With IaaS you have even greater control over resources. With a very small set of API calls to your cloud service you can isolate a server, pull instance metadata, snapshot all storage and memory, change ownership and access rights of the live running instance to the security group, launch analysis tools, and launch a replacement server. It all runs within seconds. One of the most time-consuming security tasks for IT operations can be reduced to a background utility script. This is self-healing infrastructure, with operations and orchestration capabilities to make it reality.

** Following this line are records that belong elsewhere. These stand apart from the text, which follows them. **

//! `Router`: the single context bundling CS, PIT, nonce cache, FIB,
//! metrics, events and config that every pipeline entry point is passed
//! explicitly, rather than reaching for global mutable state.

use std::sync::atomic::{AtomicUsize, Ordering};
use std::sync::{Arc, Mutex, RwLock};

use arc_swap::ArcSwap;
use bytes::Bytes;
use tracing::debug;

use crate::clock::Clock;
use crate::config::Config;
use crate::error::NdnError;
use crate::hashing::HashAlgorithm;
use crate::packet::data::find_content_tlv;
use crate::packet::demux::{self, DemuxResult, NDN_TYPE_DATA, NDN_TYPE_INTEREST, NDN_TYPE_NACK};
use crate::packet::interest::{nonce_with_source, probabilistic_fallback};
use crate::packet::name::locate_and_hash_name;
use crate::packet::Verdict;
use crate::tables::{ContentStore, Fib, NonceCache, PendingInterestTable, PitEntry};
use crate::telemetry::{CounterArray, EventRecord, EventRing, EventType, MetricId, MetricsSnapshot};

/// Default Interest lifetime installed into the PIT.
const INTEREST_LIFETIME_MS: u32 = 4000;

pub struct Router {
    config: ArcSwap<Config>,
    cs: Mutex<ContentStore>,
    pit: Mutex<PendingInterestTable>,
    nonce_cache: Mutex<NonceCache>,
    fib: RwLock<Fib>,
    counters: CounterArray,
    events: EventRing,
    clock: Arc<dyn Clock>,
    next_shard: AtomicUsize,
}

impl Router {
    pub fn new(config: Config, clock: Arc<dyn Clock>, shard_count: usize) -> Self {
        let cs = ContentStore::new(config.cs_capacity, config.cs_max_size_bytes);
        let pit = PendingInterestTable::new(config.pit_capacity);
        let nonce_cache = NonceCache::new(config.nonce_capacity);
        let events = EventRing::with_byte_budget(config.event_ring_bytes);
        Self {
            config: ArcSwap::from_pointee(config),
            cs: Mutex::new(cs),
            pit: Mutex::new(pit),
            nonce_cache: Mutex::new(nonce_cache),
            fib: RwLock::new(Fib::new()),
            counters: CounterArray::new(shard_count),
            events,
            clock,
            next_shard: AtomicUsize::new(0),
        }
    }

    pub fn config(&self) -> Arc<Config> {
        self.config.load_full()
    }

    /// Atomically swaps in a new configuration, per the single-slot,
    /// atomic-swap discipline required of the config resource.
    pub fn set_config(&self, config: Config) {
        self.config.store(Arc::new(config));
    }

    pub fn fib_upsert(&self, name_hash: u64, egress_ifindex: u32) {
        let mut fib = self.fib.write().unwrap_or_else(|p| p.into_inner());
        fib.upsert(name_hash, egress_ifindex);
    }

    pub fn metrics_snapshot(&self) -> MetricsSnapshot {
        self.counters.snapshot()
    }

    pub fn counters(&self) -> &CounterArray {
        &self.counters
    }

    pub fn drain_events(&self, max: usize) -> Vec<EventRecord> {
        self.events.drain(max)
    }

    pub fn cs_len(&self) -> usize {
        self.cs.lock().unwrap_or_else(|p| p.into_inner()).len()
    }

    pub fn pit_len(&self) -> usize {
        self.pit.lock().unwrap_or_else(|p| p.into_inner()).len()
    }

    /// Assigns this calling thread a fixed shard index on first use so its
    /// counter updates never contend with another worker thread's.
    fn shard_for_this_thread(&self) -> usize {
        thread_local! {
            static SHARD: std::cell::Cell<Option<usize>> = const { std::cell::Cell::new(None) };
        }
        SHARD.with(|cell| {
            if let Some(idx) = cell.get() {
                return idx;
            }
            let idx = self.next_shard.fetch_add(1, Ordering::Relaxed);
            cell.set(Some(idx));
            idx
        })
    }

    /// Entry point: decodes one raw frame and returns a verdict.
    /// Never panics, never reads outside `frame`, and always returns
    /// exactly one verdict.
    pub fn process_frame(&self, frame: &[u8], ingress_ifindex: u32) -> Verdict {
        let start_ns = self.clock.now_ns();
        let shard = self.counters.shard(self.shard_for_this_thread());

        let payload_offset = match demux::demux(frame) {
            DemuxResult::Ndn { payload_offset } => payload_offset,
            DemuxResult::NotNdn => return Verdict::Pass,
        };

        let config = self.config.load();
        let algo = config.hash_algorithm;

        let (outer_type, _outer_len, name_offset) = match crate::tlv::decode_header(frame, payload_offset) {
            Ok(v) => v,
            Err(_) => {
                shard.incr(MetricId::Errors);
                return Verdict::Pass;
            }
        };

        match outer_type {
            NDN_TYPE_INTEREST => {
                self.handle_interest(frame, name_offset, ingress_ifindex, &config, algo, shard, start_ns)
            }
            NDN_TYPE_DATA => {
                self.handle_data(frame, name_offset, ingress_ifindex, &config, algo, shard, start_ns)
            }
            NDN_TYPE_NACK => {
                shard.incr(MetricId::NacksRecv);
                Verdict::Pass
            }
            _ => Verdict::Pass,
        }
    }

    #[allow(clippy::too_many_arguments)]
    fn handle_interest(
        &self,
        frame: &[u8],
        name_offset: usize,
        ingress_ifindex: u32,
        config: &Config,
        algo: HashAlgorithm,
        shard: &crate::telemetry::CounterShard,
        start_ns: u64,
    ) -> Verdict {
        let (name_hash, after_name) = match locate_and_hash_name(frame, name_offset, algo, config.hash_cap_bytes) {
            Ok(v) => v,
            Err(_) => {
                shard.incr(MetricId::Errors);
                return Verdict::Pass;
            }
        };
        shard.incr(MetricId::InterestsRecv);

        let now_sec = self.clock.now_sec();
        let now_ns = self.clock.now_ns();

        if config.cs_enabled {
            let mut cs = self.cs.lock().unwrap_or_else(|p| p.into_inner());
            let hit = cs.lookup(name_hash, now_sec).is_some();
            drop(cs);
            if hit {
                shard.incr(MetricId::CacheHits);
                self.emit_event(
                    EventType::CacheHit,
                    name_hash,
                    frame.len() as u32,
                    Verdict::Pass,
                    start_ns,
                );
                return Verdict::Pass;
            } else {
                shard.incr(MetricId::CacheMisses);
            }
        }

        if config.pit_enabled {
            let (nonce, _source) = nonce_with_source(frame, after_name, frame.len(), name_hash);

            let duplicate = {
                let mut nonces = self.nonce_cache.lock().unwrap_or_else(|p| p.into_inner());
                nonces.check_and_refresh(nonce, now_ns)
            };
            if duplicate {
                shard.incr(MetricId::Drops);
                self.emit_event(
                    EventType::DuplicateInterest,
                    name_hash,
                    frame.len() as u32,
                    Verdict::Drop,
                    start_ns,
                );
                return Verdict::Drop;
            }

            let mut pit = self.pit.lock().unwrap_or_else(|p| p.into_inner());
            pit.insert_or_refresh(
                name_hash,
                PitEntry {
                    arrival_time_ns: now_ns,
                    lifetime_ms: INTEREST_LIFETIME_MS,
                    ingress_ifindex,
                    nonce,
                    hop_count: 0,
                },
            );
        }

        if probabilistic_fallback(config.userspace_fallback_threshold) {
            self.emit_event(
                EventType::UserspaceFallback,
                name_hash,
                frame.len() as u32,
                Verdict::Pass,
                start_ns,
            );
            return Verdict::Pass;
        }

        let fib = self.fib.read().unwrap_or_else(|p| p.into_inner());
        if let Some(egress) = fib.resolve(name_hash, ingress_ifindex) {
            drop(fib);
            shard.incr(MetricId::Redirects);
            return Verdict::Redirect(egress);
        }

        Verdict::Pass
    }

    #[allow(clippy::too_many_arguments)]
    fn handle_data(
        &self,
        frame: &[u8],
        name_offset: usize,
        current_ifindex: u32,
        config: &Config,
        algo: HashAlgorithm,
        shard: &crate::telemetry::CounterShard,
        start_ns: u64,
    ) -> Verdict {
        let (name_hash, after_name) = match locate_and_hash_name(frame, name_offset, algo, config.hash_cap_bytes) {
            Ok(v) => v,
            Err(_) => {
                shard.incr(MetricId::Errors);
                return Verdict::Pass;
            }
        };
        shard.incr(MetricId::DataRecv);

        if !config.pit_enabled {
            return Verdict::Pass;
        }

        let now_ns = self.clock.now_ns();
        let now_sec = self.clock.now_sec();

        let pending = {
            let mut pit = self.pit.lock().unwrap_or_else(|p| p.into_inner());
            pit.take(name_hash, now_ns)
        };

        let Some(pending) = pending else {
            shard.incr(MetricId::Drops);
            self.emit_event(
                EventType::UnsolicitedData,
                name_hash,
                frame.len() as u32,
                Verdict::Drop,
                start_ns,
            );
            return Verdict::Drop;
        };

        if config.cs_enabled {
            if let Some((content_offset, content_len)) = find_content_tlv(frame, after_name, frame.len()) {
                if content_len <= config.cs_max_size_bytes {
                    let content = Bytes::copy_from_slice(&frame[content_offset..content_offset + content_len]);
                    let mut cs = self.cs.lock().unwrap_or_else(|p| p.into_inner());
                    if cs.insert(name_hash, content, config.default_ttl_sec, now_sec) {
                        shard.incr(MetricId::CacheInserts);
                        self.emit_event(
                            EventType::ContentCached,
                            name_hash,
                            frame.len() as u32,
                            Verdict::Pass,
                            start_ns,
                        );
                    }
                }
            }
        }

        if pending.ingress_ifindex != current_ifindex {
            shard.incr(MetricId::Redirects);
            return Verdict::Redirect(pending.ingress_ifindex);
        }

        Verdict::Pass
    }

    fn emit_event(&self, event_type: EventType, name_hash: u64, packet_size: u32, verdict: Verdict, start_ns: u64) {
        let now_ns = self.clock.now_ns();
        self.events.submit(EventRecord {
            timestamp_ns: now_ns,
            event_type,
            name_hash,
            packet_size,
            action_taken: verdict,
            processing_time_ns: now_ns.saturating_sub(start_ns),
        });
        debug!(?event_type, name_hash, packet_size, "pipeline event");
    }
}

pub type RouterError = NdnError;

To achieve fundamentally better security at lower cost, you need to redesign application deployments a bit. Realizing the benefits of Agile cloud operations requires a time investment. You need to understand how cloud services work, and to create automation scripts which embody your processes for automated patch management, secure deployment, and incident response. You will need to move much of your operations to a continuous integration model – code, scripts, and manifests must be automatically assembled; security credentials must be issued; and deployment must become automatic. Hopefully we have made clear that there is considerable overlap between what security teams typically prescribe and how operations teams work. Leveraged properly, these productivity advantages also produce security advantages. The great part is that these features are simply part of the cloud service you are already paying for.
That said, there is still a lot of work to do. To implement segregated application stacks and/or segregated networks, you need to alter your deployment model for applications to leverage granular isolation. To leverage “best of breed” cloud services you will re-architect or even break apart applications into smaller services, each running on the cloud best suited to its task. To take advantage of immutable servers you need to standardize your application configurations, and for Hana on IaaS to script your server startup and configuration processes. To patch with agility you must evolve how you apply and test patches, and your entire patch management process. Most of Operations’ work to support incident response becomes a straightforward script. This will save Operations hours of manual labor – after you script the process and set up connections for Security Operations to receive server images. But over the long term it requires less Operations work, and security is integrated into process.